Genetic polymorphism of the Ps (parotid size variant) proteins found in saliva is determined by autosomal inheritance of two expressed and one unexpressed allele. This hypothesis is supported by studies in 43 families including 153 children. Gene frequencies determined for 150 randomly collected salivas from whites and 101 randomly collected salivas from blacks are as follows: for whites, Ps1 = 0.598, Ps2 = 0.101, Ps0 = 0.301; for blacks, Ps1 = 0.185, Ps2 = 0.126, and Ps0 = 0.689. The electrophoretic polymorphism is manifested by apparent differences in molecular weights between Ps proteins.

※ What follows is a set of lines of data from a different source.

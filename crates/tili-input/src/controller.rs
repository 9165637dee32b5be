//! Continuous recognition controller
//!
//! Keeps one recognition session alive while voice navigation is wanted and
//! executes interpreted commands against the page.
//!
//! ```text
//!            start / voiceNavigation on
//!   Idle ───────────────────────────────▶ Listening
//!    ▲  ◀─────────────────────────────────  │   ▲
//!    │   stop / voiceNavigation off /       │   │ restart delay
//!    │   permission denied                  │   │
//!    │                   End / start error ▼   │
//!    └─────────────── stop ───────── Restarting
//! ```
//!
//! A session that fails to start with a recoverable error is retried after
//! the restart delay. A permission denial also blocks preference-driven starts until the user
//! calls [`ContinuousRecognitionController::start`] explicitly.

use crate::command::{Action, Command};
use crate::interpreter::{CommandInterpreter, InterpretContext};
use crate::page::{Navigator, PageSurface};
use crate::recognizer::{RecognitionError, RecognitionEvent, RecognitionOptions, SpeechRecognizer};
use parking_lot::Mutex;
use std::fmt;
use std::sync::{Arc, Weak};
use std::time::Duration;
use tili_prefs::{Configuration, ListenerId, TiliSettings};
use tili_speech::{AnnouncementEngine, Narration, Politeness, TimerHandle};

/// Recognition lifecycle state
#[derive(Debug, Clone, Copy, PartialEq, Eq)]
pub enum ListeningState {
    /// No session
    Idle,
    /// Session running
    Listening,
    /// Session ended, restart scheduled
    Restarting,
}

impl fmt::Display for ListeningState {
    fn fmt(&self, f: &mut fmt::Formatter<'_>) -> fmt::Result {
        f.write_str(match self {
            Self::Idle => "idle",
            Self::Listening => "listening",
            Self::Restarting => "restarting",
        })
    }
}

/// Controller tuning
#[derive(Debug, Clone, Copy, PartialEq, Eq)]
pub struct ControllerSettings {
    /// Delay before restarting an ended session
    pub restart_delay: Duration,
    /// Delay before announcing the page reached by navigation
    pub focus_settle_delay: Duration,
    /// Characters spoken by "read"
    pub read_limit: usize,
    /// Recognition alternatives
    pub max_alternatives: u32,
}

impl Default for ControllerSettings {
    fn default() -> Self {
        Self::from(&TiliSettings::default())
    }
}

impl From<&TiliSettings> for ControllerSettings {
    fn from(settings: &TiliSettings) -> Self {
        Self {
            restart_delay: settings.restart_delay(),
            focus_settle_delay: settings.focus_settle_delay(),
            read_limit: settings.read_limit_chars,
            max_alternatives: settings.max_alternatives,
        }
    }
}

/// Session counters
#[derive(Debug, Clone, Copy, Default, PartialEq, Eq)]
pub struct RecognitionStats {
    /// Sessions started from `Idle`
    pub sessions_started: u64,
    /// Automatic restarts
    pub restarts: u64,
    /// Error events and failed starts
    pub errors: u64,
    /// Final utterances interpreted
    pub commands: u64,
}

const ACTIVATED_CONTINUOUS: &str = "Voice navigation activated. The app is listening continuously. \
Say section names like \"Dashboard\" or \"Projects\" to navigate. Say \"help\" for all commands.";
const ACTIVATED: &str =
    "Voice navigation activated. Say commands like \"go to dashboard\" or \"click\" to interact.";
const DEACTIVATED: &str = "Voice navigation deactivated";
const START_FAILED: &str =
    "Failed to start voice navigation. Please check microphone permissions.";

#[derive(Debug)]
struct ControllerState {
    phase: ListeningState,
    desired: bool,
    auto_blocked: bool,
    last_preference: Option<bool>,
    restart: Option<TimerHandle>,
    stats: RecognitionStats,
}

struct ControllerInner {
    engine: AnnouncementEngine,
    recognizer: Arc<dyn SpeechRecognizer>,
    page: Arc<dyn PageSurface>,
    navigator: Arc<dyn Navigator>,
    settings: ControllerSettings,
    state: Mutex<ControllerState>,
    interpreter: Mutex<CommandInterpreter>,
    subscription: Mutex<Option<ListenerId>>,
}

/// Long-lived voice navigation session
#[derive(Clone)]
pub struct ContinuousRecognitionController {
    inner: Arc<ControllerInner>,
}

impl fmt::Debug for ContinuousRecognitionController {
    fn fmt(&self, f: &mut fmt::Formatter<'_>) -> fmt::Result {
        f.debug_struct("ContinuousRecognitionController")
            .field("state", &*self.inner.state.lock())
            .field("settings", &self.inner.settings)
            .finish_non_exhaustive()
    }
}

impl ContinuousRecognitionController {
    /// Create an idle controller
    pub fn new(
        engine: AnnouncementEngine,
        recognizer: Arc<dyn SpeechRecognizer>,
        page: Arc<dyn PageSurface>,
        navigator: Arc<dyn Navigator>,
        settings: ControllerSettings,
    ) -> Self {
        Self {
            inner: Arc::new(ControllerInner {
                engine,
                recognizer,
                page,
                navigator,
                settings,
                state: Mutex::new(ControllerState {
                    phase: ListeningState::Idle,
                    desired: false,
                    auto_blocked: false,
                    last_preference: None,
                    restart: None,
                    stats: RecognitionStats::default(),
                }),
                interpreter: Mutex::new(CommandInterpreter::new()),
                subscription: Mutex::new(None),
            }),
        }
    }

    /// Follow `voiceNavigation` from the store, starting now if it is on
    pub fn attach(&self) {
        let store = Arc::clone(self.inner.engine.store());
        {
            let mut subscription = self.inner.subscription.lock();
            if subscription.is_some() {
                return;
            }
            let weak = Arc::downgrade(&self.inner);
            let id = store.subscribe(Arc::new(move |config: &Configuration| {
                if let Some(inner) = weak.upgrade() {
                    inner.follow_preference(config.voice_navigation);
                }
            }));
            *subscription = Some(id);
        }
        let enabled = store.read(|c| c.voice_navigation);
        self.inner.follow_preference(enabled);
    }

    /// Stop following the store; returns whether it was attached
    pub fn detach(&self) -> bool {
        let id = self.inner.subscription.lock().take();
        id.is_some_and(|id| self.inner.engine.store().unsubscribe(id))
    }

    /// Start listening at the user's request
    ///
    /// Clears a permission block. No-op unless idle.
    pub fn start(&self) {
        self.inner.state.lock().auto_blocked = false;
        self.inner.begin();
    }

    /// Stop listening; no-op when idle
    pub fn stop(&self) {
        self.inner.stop_listening();
    }

    /// Deliver a recognizer event
    ///
    /// Returns the command interpreted from a final transcript.
    pub fn handle_event(&self, event: RecognitionEvent) -> Option<Command> {
        match event {
            RecognitionEvent::Result {
                transcript,
                is_final,
            } => {
                if !is_final {
                    tracing::trace!(%transcript, "interim transcript");
                    return None;
                }
                if self.state() == ListeningState::Idle {
                    tracing::debug!("transcript ignored while idle");
                    return None;
                }
                Some(self.inner.dispatch(&transcript))
            }
            RecognitionEvent::Error(error) => {
                self.inner.on_error(&error);
                None
            }
            RecognitionEvent::End => {
                self.inner.on_end();
                None
            }
        }
    }

    /// Current state
    #[must_use]
    pub fn state(&self) -> ListeningState {
        self.inner.state.lock().phase
    }

    /// Session counters
    #[must_use]
    pub fn stats(&self) -> RecognitionStats {
        self.inner.state.lock().stats
    }

    /// Whether a permission denial is holding back preference-driven starts
    #[must_use]
    pub fn is_auto_start_blocked(&self) -> bool {
        self.inner.state.lock().auto_blocked
    }
}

The Ps proteins are glycosylated and have an approximate isoelectric point of pI 8.1 as determined by isoelectric focusing in gels. We have also found in saliva the presence of a protein (PmS) which shows strong positive correlations with the presence of the smaller sized Pm (PmF) salivary protein described by Ikemoto et al. (1977). This suggested that PmS is probably part of the Pm protein polymorphic system. For randomly collected salivas from whites, the gene frequencies are PmF+ = 0.15 (N = 140) and PmS+ = 0.12 (N = 150). For randomly collected salivas from blacks, the gene frequency is PmS+ = 0.24 (N = 101). The gene frequency of PmF+ was not determined. Family studies support autosomal inheritance of PmF and PmS.